What I love the most about this book (other than the fact that it's set in England) is that in practically every chapter, there are a couple of short paragraphs that contain deep, insightful thoughts about society. You don't know where or when it's going to be said, which makes it refreshing and brilliant. And these thoughts are thoughts that I myself have thought about people I interact with or pass by almost every day, only much clearer and perfectly understandable. There is one passage towards the end that got to me:
"...getting over [the pain of grief] doesn't mean forgetting it, it doesn't mean betraying your feelings, it just means reducing the pain to a tolerable level, a level that doesn't destroy you.
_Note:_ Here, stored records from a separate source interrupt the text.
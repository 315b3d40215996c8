//! Typed notifications produced by the session, clock and library

use crate::types::{BookKey, Bookmark, LoopRange, PlaybackStatus};
use std::path::PathBuf;

/// Why the playback position jumped
#[derive(Debug, Clone, Copy, PartialEq, Eq)]
pub enum JumpCause {
    Seek,
    Chapter,
    Bookmark,
    Stop,
}

/// What the sleep timer does when it runs out
#[derive(Debug, Clone, Copy, PartialEq, Eq)]
pub enum TimerActionKind {
    Pause,
    Stop,
    Custom,
}

/// A state transition worth telling the outside world about
#[derive(Debug, Clone, PartialEq)]
pub enum Event {
    // Session
    TrackChanged {
        key: BookKey,
        title: String,
    },
    StatusChanged {
        key: BookKey,
        status: PlaybackStatus,
    },
    PositionTick {
        key: BookKey,
        position: f64,
        duration: Option<f64>,
    },
    PositionJumped {
        key: BookKey,
        position: f64,
        cause: JumpCause,
    },
    SmartResumed {
        key: BookKey,
        from: f64,
        to: f64,
    },
    LoopAnchorSet {
        key: BookKey,
        at: f64,
    },
    LoopEngaged {
        key: BookKey,
        range: LoopRange,
    },
    LoopWrapped {
        key: BookKey,
        range: LoopRange,
    },
    LoopCleared {
        key: BookKey,
    },
    RateChanged {
        key: BookKey,
        rate: f64,
    },
    VolumeChanged {
        key: BookKey,
        volume: u8,
    },
    EqualizerChanged {
        key: BookKey,
        preset: String,
    },
    BookmarkAdded {
        key: BookKey,
        bookmark: Bookmark,
    },
    FileChanged {
        key: BookKey,
        index: usize,
        path: PathBuf,
    },
    Finished {
        key: BookKey,
    },

    // Sleep timer
    TimerStarted {
        duration_secs: f64,
        action: TimerActionKind,
    },
    TimerExpiring {
        remaining_secs: f64,
    },
    TimerExpired {
        action: TimerActionKind,
    },
    TimerCancelled,

    // Failures
    MediaUnavailable {
        key: Option<BookKey>,
        path: PathBuf,
        reason: String,
    },
    PersistenceFailed {
        key: BookKey,
        reason: String,
    },

    // Library
    BookAdded {
        key: BookKey,
        title: String,
    },
    BookUpdated {
        key: BookKey,
    },
    BookRemoved {
        key: BookKey,
    },
    ShelfCreated {
        name: String,
    },
    ShelfRenamed {
        from: String,
        to: String,
    },
    ShelfRemoved {
        name: String,
    },
    ShelfAssigned {
        key: BookKey,
        shelf: String,
    },
    ShelfUnassigned {
        key: BookKey,
        shelf: String,
    },
    PinChanged {
        key: BookKey,
        pinned: bool,
    },
    FinishedChanged {
        key: BookKey,
        finished: bool,
    },
}

impl Event {
    pub fn is_position_tick(&self) -> bool {
        matches!(self, Self::PositionTick { .. })
    }

    /// The book this event concerns, if any
    pub fn book_key(&self) -> Option<&BookKey> {
        match self {
            Self::TrackChanged { key, .. }
            | Self::StatusChanged { key, .. }
            | Self::PositionTick { key, .. }
            | Self::PositionJumped { key, .. }
            | Self::SmartResumed { key, .. }
            | Self::LoopAnchorSet { key, .. }
            | Self::LoopEngaged { key, .. }
            | Self::LoopWrapped { key, .. }
            | Self::LoopCleared { key }
            | Self::RateChanged { key, .. }
            | Self::VolumeChanged { key, .. }
            | Self::EqualizerChanged { key, .. }
            | Self::BookmarkAdded { key, .. }
            | Self::FileChanged { key, .. }
            | Self::Finished { key }
            | Self::PersistenceFailed { key, .. }
            | Self::BookAdded { key, .. }
            | Self::BookUpdated { key }
            | Self::BookRemoved { key }
            | Self::ShelfAssigned { key, .. }
            | Self::ShelfUnassigned { key, .. }
            | Self::PinChanged { key, .. }
            | Self::FinishedChanged { key, .. } => Some(key),
            Self::MediaUnavailable { key, .. } => key.as_ref(),
            Self::TimerStarted { .. }
            | Self::TimerExpiring { .. }
            | Self::TimerExpired { .. }
            | Self::TimerCancelled
            | Self::ShelfCreated { .. }
            | Self::ShelfRenamed { .. }
            | Self::ShelfRemoved { .. } => None,
        }
    }
}

#[cfg(test)]
mod tests {
    use super::*;

    #[test]
    fn test_book_key_lookup() {
        let key = BookKey::from_string("abc");
        let tick = Event::PositionTick {
            key: key.clone(),
            position: 1.0,
            duration: None,
        };
        assert!(tick.is_position_tick());
        assert_eq!(tick.book_key(), Some(&key));

        assert_eq!(Event::TimerCancelled.book_key(), None);
        let missing = Event::MediaUnavailable {
            key: None,
            path: PathBuf::from("/x.mp3"),
            reason: "gone".to_string(),
        };
        assert_eq!(missing.book_key(), None);
    }
}
//! Book and chapter domain models

use crate::types::{Timestamp, Validator};
use serde::{Deserialize, Serialize};
use std::collections::BTreeSet;
use std::fmt;
use std::path::{Path, PathBuf};

/// Stable identifier for a book, derived from its media root path
///
/// The key is the lowercase hex MD5 of the absolute root path string, so the
/// same directory or file always maps to the same key across rescans.
#[derive(Debug, Clone, PartialEq, Eq, PartialOrd, Ord, Hash, Serialize, Deserialize)]
#[serde(transparent)]
pub struct BookKey(String);

impl BookKey {
    /// Derives the key for a media root
    pub fn from_root(root: &Path) -> Self {
        let absolute = std::path::absolute(root).unwrap_or_else(|_| root.to_path_buf());
        let digest = md5::compute(absolute.to_string_lossy().as_bytes());
        Self(format!("{:x}", digest))
    }

    /// Wraps an already-derived key string
    pub fn from_string(s: impl Into<String>) -> Self {
        Self(s.into())
    }

    pub fn as_str(&self) -> &str {
        &self.0
    }
}

impl fmt::Display for BookKey {
    fn fmt(&self, f: &mut fmt::Formatter<'_>) -> fmt::Result {
        f.write_str(&self.0)
    }
}

/// Whether a book is a directory of files or a single media file
#[derive(Debug, Clone, Copy, PartialEq, Eq, Hash, Serialize, Deserialize)]
#[serde(rename_all = "snake_case")]
pub enum BookKind {
    Directory,
    SingleFile,
}

/// Everything the state store needs to find a book's sidecar record
#[derive(Debug, Clone, PartialEq, Eq, Hash)]
pub struct BookLocator {
    pub key: BookKey,
    pub root: PathBuf,
    pub kind: BookKind,
}

/// One audio file of a book
#[derive(Debug, Clone, PartialEq, Serialize, Deserialize)]
pub struct MediaFile {
    pub path: PathBuf,
    /// Duration in seconds, `None` until probed or reported by the transport
    pub duration: Option<f64>,
}

impl MediaFile {
    pub fn new(path: impl Into<PathBuf>, duration: Option<f64>) -> Self {
        Self {
            path: path.into(),
            duration,
        }
    }
}

/// A chapter boundary on the book's global timeline
#[derive(Debug, Clone, PartialEq, Serialize, Deserialize)]
pub struct Chapter {
    pub title: String,
    /// Offset in seconds from the start of the book
    pub start: f64,
}

impl Chapter {
    pub fn new(title: impl Into<String>, start: f64) -> Self {
        Self {
            title: title.into(),
            start,
        }
    }
}

/// Represents a complete audiobook in the library
#[derive(Debug, Clone, Serialize, Deserialize)]
pub struct Book {
    pub key: BookKey,
    pub title: String,
    pub root: PathBuf,
    pub kind: BookKind,
    pub files: Vec<MediaFile>,
    pub chapters: Vec<Chapter>,
    pub shelves: BTreeSet<String>,
    pub pinned: bool,
    pub pin_order: Option<u32>,
    pub finished: bool,
    pub last_played: Option<Timestamp>,
    pub added_at: Timestamp,
}

impl Book {
    /// Creates a new book with required fields
    pub fn new(title: String, root: PathBuf, kind: BookKind, files: Vec<MediaFile>) -> Self {
        Self {
            key: BookKey::from_root(&root),
            title,
            root,
            kind,
            files,
            chapters: Vec::new(),
            shelves: BTreeSet::new(),
            pinned: false,
            pin_order: None,
            finished: false,
            last_played: None,
            added_at: Timestamp::now(),
        }
    }

    /// Sets chapter boundaries, keeping them sorted by start offset
    pub fn with_chapters(mut self, mut chapters: Vec<Chapter>) -> Self {
        chapters.sort_by(|a, b| a.start.total_cmp(&b.start));
        self.chapters = chapters;
        self
    }

    pub fn locator(&self) -> BookLocator {
        BookLocator {
            key: self.key.clone(),
            root: self.root.clone(),
            kind: self.kind,
        }
    }

    pub fn is_multi_file(&self) -> bool {
        self.files.len() > 1
    }

    /// Total duration, known only when every file has been probed
    pub fn total_duration(&self) -> Option<f64> {
        self.files
            .iter()
            .map(|f| f.duration)
            .try_fold(0.0, |acc, d| d.map(|d| acc + d))
    }

    pub fn has_played(&self) -> bool {
        self.last_played.is_some()
    }

    pub fn is_on_shelf(&self, name: &str) -> bool {
        self.shelves.contains(name)
    }
}

impl Validator for Book {
    fn validate(&self) -> Result<(), Vec<String>> {
        let mut errors = Vec::new();

        if self.title.trim().is_empty() {
            errors.push("Title cannot be empty".to_string());
        }

        if self.files.is_empty() {
            errors.push("Book must contain at least one media file".to_string());
        }

        if self.files.iter().any(|f| f.duration.is_some_and(|d| d < 0.0)) {
            errors.push("File durations cannot be negative".to_string());
        }

        if self.pinned != self.pin_order.is_some() {
            errors.push("Pinned books must have a pin order".to_string());
        }

        if errors.is_empty() {
            Ok(())
        } else {
            Err(errors)
        }
    }
}

#[cfg(test)]
mod tests {
    use super::*;

    fn sample_book() -> Book {
        Book::new(
            "Moby Dick".to_string(),
            PathBuf::from("/books/moby"),
            BookKind::Directory,
            vec![
                MediaFile::new("/books/moby/01.mp3", Some(600.0)),
                MediaFile::new("/books/moby/02.mp3", Some(900.0)),
            ],
        )
    }

    #[test]
    fn test_key_is_stable_md5_hex() {
        let a = BookKey::from_root(Path::new("/books/moby"));
        let b = BookKey::from_root(Path::new("/books/moby"));
        assert_eq!(a, b);
        assert_eq!(a.as_str().len(), 32);
        assert!(a.as_str().chars().all(|c| c.is_ascii_hexdigit() && !c.is_ascii_uppercase()));
        assert_ne!(a, BookKey::from_root(Path::new("/books/other")));
    }

    #[test]
    fn test_total_duration_requires_every_file() {
        let mut book = sample_book();
        assert_eq!(book.total_duration(), Some(1500.0));
        book.files[1].duration = None;
        assert_eq!(book.total_duration(), None);
    }

    #[test]
    fn test_chapters_are_sorted() {
        let book = sample_book().with_chapters(vec![
            Chapter::new("Two", 600.0),
            Chapter::new("One", 0.0),
        ]);
        assert_eq!(book.chapters[0].title, "One");
        assert_eq!(book.chapters[1].start, 600.0);
    }

    #[test]
    fn test_validation() {
        let mut book = sample_book();
        assert!(book.is_valid());
        book.title = "  ".to_string();
        book.pinned = true;
        let errors = book.validate().unwrap_err();
        assert_eq!(errors.len(), 2);
    }

    #[test]
    fn test_locator_carries_kind() {
        let book = sample_book();
        let locator = book.locator();
        assert_eq!(locator.key, book.key);
        assert_eq!(locator.kind, BookKind::Directory);
        assert!(book.is_multi_file());
    }
}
I know that right now the idea of getting over it is unimaginable. It's impossible. Inconceivable. Unthinkable. You don't want to get over it. Why should you? It's all you've got. You don't want kind words, you don't care what other people think or say, you don't want to know how they felt when they lost someone. They're not you, are they? They can't feel what you feel. The only thing you want is the thing you can't have. It's gone. Never coming back. No one knows how that feels. No one knows what it's like to reach out and touch someone who isn't there and will never be there again. No one knows that unfillable emptiness. No one but you...We don't want anything. We want to die. But life won't let us."
This reminded me of how I felt when my favourite actress, Elisabeth Sladen, passed away. I couldn't understand why no one else I knew didn't care as much as I did. She meant the world to me, even though she appeared to be a thousand coloured pixels on a television screen. I think it was at this point in the book where I felt a true connection with the main character.